→ What to produce
Your answer should be the records below, repeated exactly as they stand.

[Stored items from a collection]
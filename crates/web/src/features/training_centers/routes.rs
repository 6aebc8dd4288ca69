use axum::{Router, routing::get};
use storage::Database;

use super::handlers::{create_training_center, get_training_center, list_training_centers};

pub fn routes() -> Router<Database> {
    Router::new()
        .route(
            "/centros_treinamento/",
            get(list_training_centers).post(create_training_center),
        )
        .route("/centros_treinamento/:id", get(get_training_center))
}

→ Completed exercise
filename crates/web/src/features/training_centers/routes.rs
repository 6aebc8dd4288ca69
use axum::{Router, routing::get};
use storage::Database;

use super::handlers::{create_training_center, get_training_center, list_training_centers};

pub fn routes() -> Router<Database> {
    Router::new()
        .route(
            "/centros_treinamento/",
            get(list_training_centers).post(create_training_center),
        )
        .route("/centros_treinamento/:id", get(get_training_center))
}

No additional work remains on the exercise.